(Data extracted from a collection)
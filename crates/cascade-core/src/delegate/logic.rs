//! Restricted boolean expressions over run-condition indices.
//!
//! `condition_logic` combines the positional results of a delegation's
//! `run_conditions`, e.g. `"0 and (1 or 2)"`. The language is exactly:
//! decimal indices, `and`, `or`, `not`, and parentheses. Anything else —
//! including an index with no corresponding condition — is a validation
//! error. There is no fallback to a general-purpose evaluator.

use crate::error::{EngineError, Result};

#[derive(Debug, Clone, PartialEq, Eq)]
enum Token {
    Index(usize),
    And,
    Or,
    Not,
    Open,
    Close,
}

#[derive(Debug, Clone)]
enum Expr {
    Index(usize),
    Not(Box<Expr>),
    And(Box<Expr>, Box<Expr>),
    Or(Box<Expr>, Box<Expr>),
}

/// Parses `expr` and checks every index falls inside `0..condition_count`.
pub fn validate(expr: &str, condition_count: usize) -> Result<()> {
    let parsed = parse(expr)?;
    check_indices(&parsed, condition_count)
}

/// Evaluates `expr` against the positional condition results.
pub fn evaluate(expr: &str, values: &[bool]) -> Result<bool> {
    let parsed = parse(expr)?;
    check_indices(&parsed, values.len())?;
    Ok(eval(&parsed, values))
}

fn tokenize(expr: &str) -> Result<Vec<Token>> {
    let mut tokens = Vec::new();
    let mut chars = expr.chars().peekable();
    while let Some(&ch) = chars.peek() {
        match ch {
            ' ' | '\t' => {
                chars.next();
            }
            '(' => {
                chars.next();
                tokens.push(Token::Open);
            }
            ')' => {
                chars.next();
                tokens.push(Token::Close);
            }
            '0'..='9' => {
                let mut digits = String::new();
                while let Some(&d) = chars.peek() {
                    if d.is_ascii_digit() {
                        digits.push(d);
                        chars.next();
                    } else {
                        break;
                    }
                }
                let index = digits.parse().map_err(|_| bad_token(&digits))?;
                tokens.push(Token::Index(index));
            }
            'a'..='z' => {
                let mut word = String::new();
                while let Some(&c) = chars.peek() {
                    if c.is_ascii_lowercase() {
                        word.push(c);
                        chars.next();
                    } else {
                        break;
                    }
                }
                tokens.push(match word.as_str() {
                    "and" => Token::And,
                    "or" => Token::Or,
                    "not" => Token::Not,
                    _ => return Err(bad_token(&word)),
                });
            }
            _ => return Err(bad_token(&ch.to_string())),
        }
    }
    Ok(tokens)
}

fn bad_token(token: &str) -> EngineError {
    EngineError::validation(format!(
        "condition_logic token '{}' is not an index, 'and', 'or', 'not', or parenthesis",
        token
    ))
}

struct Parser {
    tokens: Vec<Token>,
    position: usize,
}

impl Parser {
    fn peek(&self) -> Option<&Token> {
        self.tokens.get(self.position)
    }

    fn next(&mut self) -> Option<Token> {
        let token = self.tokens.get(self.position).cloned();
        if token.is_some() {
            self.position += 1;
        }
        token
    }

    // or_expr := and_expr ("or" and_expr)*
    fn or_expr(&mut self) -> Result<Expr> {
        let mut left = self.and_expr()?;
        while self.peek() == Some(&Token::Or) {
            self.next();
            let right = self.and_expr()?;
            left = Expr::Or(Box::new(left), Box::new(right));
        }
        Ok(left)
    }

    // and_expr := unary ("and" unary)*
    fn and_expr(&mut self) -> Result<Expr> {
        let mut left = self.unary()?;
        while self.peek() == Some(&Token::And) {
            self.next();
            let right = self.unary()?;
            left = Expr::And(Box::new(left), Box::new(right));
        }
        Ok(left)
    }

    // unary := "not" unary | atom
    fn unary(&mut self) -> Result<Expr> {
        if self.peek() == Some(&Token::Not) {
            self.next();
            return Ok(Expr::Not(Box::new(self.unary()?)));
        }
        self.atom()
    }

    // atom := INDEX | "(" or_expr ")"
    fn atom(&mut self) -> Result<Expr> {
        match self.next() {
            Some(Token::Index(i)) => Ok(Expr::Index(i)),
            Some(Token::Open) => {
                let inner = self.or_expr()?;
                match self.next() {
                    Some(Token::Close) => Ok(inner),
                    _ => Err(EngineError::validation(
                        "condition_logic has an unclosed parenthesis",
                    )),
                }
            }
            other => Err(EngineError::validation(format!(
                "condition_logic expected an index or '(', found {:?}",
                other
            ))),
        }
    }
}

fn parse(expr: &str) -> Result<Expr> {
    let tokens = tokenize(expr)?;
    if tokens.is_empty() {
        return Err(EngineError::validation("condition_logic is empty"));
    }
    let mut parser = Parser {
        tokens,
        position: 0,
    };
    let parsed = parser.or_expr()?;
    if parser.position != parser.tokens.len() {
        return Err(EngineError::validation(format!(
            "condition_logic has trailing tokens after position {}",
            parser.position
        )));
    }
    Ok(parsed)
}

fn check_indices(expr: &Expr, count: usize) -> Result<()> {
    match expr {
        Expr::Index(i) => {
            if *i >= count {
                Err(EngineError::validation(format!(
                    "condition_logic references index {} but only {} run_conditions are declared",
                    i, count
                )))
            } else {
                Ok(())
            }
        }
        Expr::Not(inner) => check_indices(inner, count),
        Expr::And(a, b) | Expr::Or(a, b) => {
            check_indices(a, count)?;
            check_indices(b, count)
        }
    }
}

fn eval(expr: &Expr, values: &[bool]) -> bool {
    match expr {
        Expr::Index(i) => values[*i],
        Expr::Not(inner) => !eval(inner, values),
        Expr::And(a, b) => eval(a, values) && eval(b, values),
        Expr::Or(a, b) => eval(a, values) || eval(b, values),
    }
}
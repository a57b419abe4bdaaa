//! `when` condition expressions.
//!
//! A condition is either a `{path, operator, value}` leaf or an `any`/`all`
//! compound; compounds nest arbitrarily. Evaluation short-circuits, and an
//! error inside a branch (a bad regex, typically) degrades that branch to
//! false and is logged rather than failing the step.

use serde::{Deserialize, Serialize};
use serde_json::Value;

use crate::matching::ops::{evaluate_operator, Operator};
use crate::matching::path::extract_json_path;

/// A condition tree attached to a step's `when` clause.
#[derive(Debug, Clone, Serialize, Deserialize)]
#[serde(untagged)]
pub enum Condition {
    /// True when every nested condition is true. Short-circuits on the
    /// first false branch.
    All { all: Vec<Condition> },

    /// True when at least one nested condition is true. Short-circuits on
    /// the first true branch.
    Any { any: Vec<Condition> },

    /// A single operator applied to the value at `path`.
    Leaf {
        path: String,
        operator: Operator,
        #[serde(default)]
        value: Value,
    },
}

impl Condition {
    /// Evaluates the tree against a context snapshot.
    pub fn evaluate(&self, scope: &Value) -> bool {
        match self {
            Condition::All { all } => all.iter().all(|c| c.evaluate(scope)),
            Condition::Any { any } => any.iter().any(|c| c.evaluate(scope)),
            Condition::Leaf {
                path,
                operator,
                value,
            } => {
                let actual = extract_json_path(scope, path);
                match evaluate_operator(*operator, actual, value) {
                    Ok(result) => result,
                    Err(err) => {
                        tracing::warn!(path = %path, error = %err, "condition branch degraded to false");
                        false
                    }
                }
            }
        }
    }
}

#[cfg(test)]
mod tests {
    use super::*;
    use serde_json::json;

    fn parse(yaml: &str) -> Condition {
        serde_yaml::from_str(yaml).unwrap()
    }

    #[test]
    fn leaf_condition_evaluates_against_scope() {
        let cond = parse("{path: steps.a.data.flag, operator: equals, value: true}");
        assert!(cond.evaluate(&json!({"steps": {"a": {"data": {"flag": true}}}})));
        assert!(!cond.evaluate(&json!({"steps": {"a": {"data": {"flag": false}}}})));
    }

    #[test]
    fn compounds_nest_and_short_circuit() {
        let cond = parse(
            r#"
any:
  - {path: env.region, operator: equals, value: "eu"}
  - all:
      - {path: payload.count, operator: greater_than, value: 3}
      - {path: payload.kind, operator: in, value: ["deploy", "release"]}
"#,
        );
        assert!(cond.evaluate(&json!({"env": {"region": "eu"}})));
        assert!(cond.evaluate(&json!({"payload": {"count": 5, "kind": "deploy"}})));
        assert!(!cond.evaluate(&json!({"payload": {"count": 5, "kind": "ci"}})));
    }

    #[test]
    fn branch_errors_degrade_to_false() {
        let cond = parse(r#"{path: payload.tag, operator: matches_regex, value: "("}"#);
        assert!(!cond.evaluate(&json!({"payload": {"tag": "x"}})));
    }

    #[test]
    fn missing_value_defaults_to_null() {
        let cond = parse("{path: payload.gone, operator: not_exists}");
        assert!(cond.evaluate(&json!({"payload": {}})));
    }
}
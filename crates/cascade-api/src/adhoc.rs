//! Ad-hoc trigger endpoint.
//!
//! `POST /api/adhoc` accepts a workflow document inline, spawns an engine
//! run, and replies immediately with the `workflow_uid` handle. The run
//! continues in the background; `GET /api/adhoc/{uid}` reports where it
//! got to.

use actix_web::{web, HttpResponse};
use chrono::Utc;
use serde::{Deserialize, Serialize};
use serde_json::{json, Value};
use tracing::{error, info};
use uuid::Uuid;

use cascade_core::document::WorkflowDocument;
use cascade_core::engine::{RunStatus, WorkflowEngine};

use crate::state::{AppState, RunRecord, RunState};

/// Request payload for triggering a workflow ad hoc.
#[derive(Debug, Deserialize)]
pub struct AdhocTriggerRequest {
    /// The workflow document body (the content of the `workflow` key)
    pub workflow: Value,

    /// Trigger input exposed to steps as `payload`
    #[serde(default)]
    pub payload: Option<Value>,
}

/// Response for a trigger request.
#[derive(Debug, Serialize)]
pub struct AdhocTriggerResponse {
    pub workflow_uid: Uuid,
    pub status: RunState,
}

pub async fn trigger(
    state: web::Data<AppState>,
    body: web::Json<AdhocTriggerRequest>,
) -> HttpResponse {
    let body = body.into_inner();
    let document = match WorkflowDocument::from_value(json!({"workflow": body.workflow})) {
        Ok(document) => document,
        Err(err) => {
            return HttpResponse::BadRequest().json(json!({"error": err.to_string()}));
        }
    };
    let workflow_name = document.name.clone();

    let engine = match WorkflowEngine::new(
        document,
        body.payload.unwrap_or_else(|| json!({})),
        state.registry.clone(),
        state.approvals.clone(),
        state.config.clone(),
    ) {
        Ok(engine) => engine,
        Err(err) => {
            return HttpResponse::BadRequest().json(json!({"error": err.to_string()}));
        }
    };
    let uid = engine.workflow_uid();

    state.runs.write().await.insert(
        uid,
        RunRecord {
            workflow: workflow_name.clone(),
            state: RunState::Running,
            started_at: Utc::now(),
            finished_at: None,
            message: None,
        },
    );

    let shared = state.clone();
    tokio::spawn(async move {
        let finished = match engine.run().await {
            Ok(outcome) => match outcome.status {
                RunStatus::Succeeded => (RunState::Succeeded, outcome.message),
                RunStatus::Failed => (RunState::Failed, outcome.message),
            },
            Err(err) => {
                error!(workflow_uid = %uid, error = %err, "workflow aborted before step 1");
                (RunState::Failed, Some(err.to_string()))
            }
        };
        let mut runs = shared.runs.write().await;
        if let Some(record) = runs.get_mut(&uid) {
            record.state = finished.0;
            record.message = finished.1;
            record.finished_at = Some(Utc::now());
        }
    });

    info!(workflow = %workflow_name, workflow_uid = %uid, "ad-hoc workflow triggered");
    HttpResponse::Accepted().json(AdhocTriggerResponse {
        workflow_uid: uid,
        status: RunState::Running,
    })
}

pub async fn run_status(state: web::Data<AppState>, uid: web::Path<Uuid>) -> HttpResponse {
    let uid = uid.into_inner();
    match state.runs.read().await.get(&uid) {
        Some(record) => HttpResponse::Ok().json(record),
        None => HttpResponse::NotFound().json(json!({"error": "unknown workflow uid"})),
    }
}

...

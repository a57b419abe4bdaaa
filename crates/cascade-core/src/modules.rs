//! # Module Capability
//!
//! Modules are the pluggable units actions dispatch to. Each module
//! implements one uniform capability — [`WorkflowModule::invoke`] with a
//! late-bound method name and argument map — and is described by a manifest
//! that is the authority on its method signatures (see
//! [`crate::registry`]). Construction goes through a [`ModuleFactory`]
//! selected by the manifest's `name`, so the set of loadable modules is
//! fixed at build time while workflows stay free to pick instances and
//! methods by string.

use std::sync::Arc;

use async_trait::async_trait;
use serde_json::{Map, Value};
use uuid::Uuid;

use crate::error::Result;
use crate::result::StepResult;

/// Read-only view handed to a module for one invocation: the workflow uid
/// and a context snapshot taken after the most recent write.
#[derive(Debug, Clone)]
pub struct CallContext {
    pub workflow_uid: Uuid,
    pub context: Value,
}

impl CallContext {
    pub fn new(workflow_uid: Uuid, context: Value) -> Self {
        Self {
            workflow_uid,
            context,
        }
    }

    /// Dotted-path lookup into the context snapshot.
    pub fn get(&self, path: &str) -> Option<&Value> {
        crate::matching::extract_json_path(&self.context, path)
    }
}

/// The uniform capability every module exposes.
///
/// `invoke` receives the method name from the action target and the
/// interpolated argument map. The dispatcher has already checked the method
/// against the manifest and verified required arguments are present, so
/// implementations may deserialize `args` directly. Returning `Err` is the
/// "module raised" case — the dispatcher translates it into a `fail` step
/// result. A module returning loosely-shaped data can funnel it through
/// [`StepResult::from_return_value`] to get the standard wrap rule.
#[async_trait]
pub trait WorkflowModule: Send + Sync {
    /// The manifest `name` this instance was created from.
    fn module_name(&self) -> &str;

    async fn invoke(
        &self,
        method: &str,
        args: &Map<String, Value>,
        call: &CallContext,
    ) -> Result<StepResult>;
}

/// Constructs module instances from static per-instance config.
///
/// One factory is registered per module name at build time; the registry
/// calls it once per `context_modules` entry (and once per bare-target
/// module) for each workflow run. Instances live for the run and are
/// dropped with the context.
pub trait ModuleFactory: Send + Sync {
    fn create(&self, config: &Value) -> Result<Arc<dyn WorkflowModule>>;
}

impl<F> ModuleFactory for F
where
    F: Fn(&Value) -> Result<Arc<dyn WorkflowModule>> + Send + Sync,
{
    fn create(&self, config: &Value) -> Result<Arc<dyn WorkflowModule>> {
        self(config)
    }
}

__What to do__
Write down how many lines in the data contain "inside". Add nothing else.

__Exercise solution__
2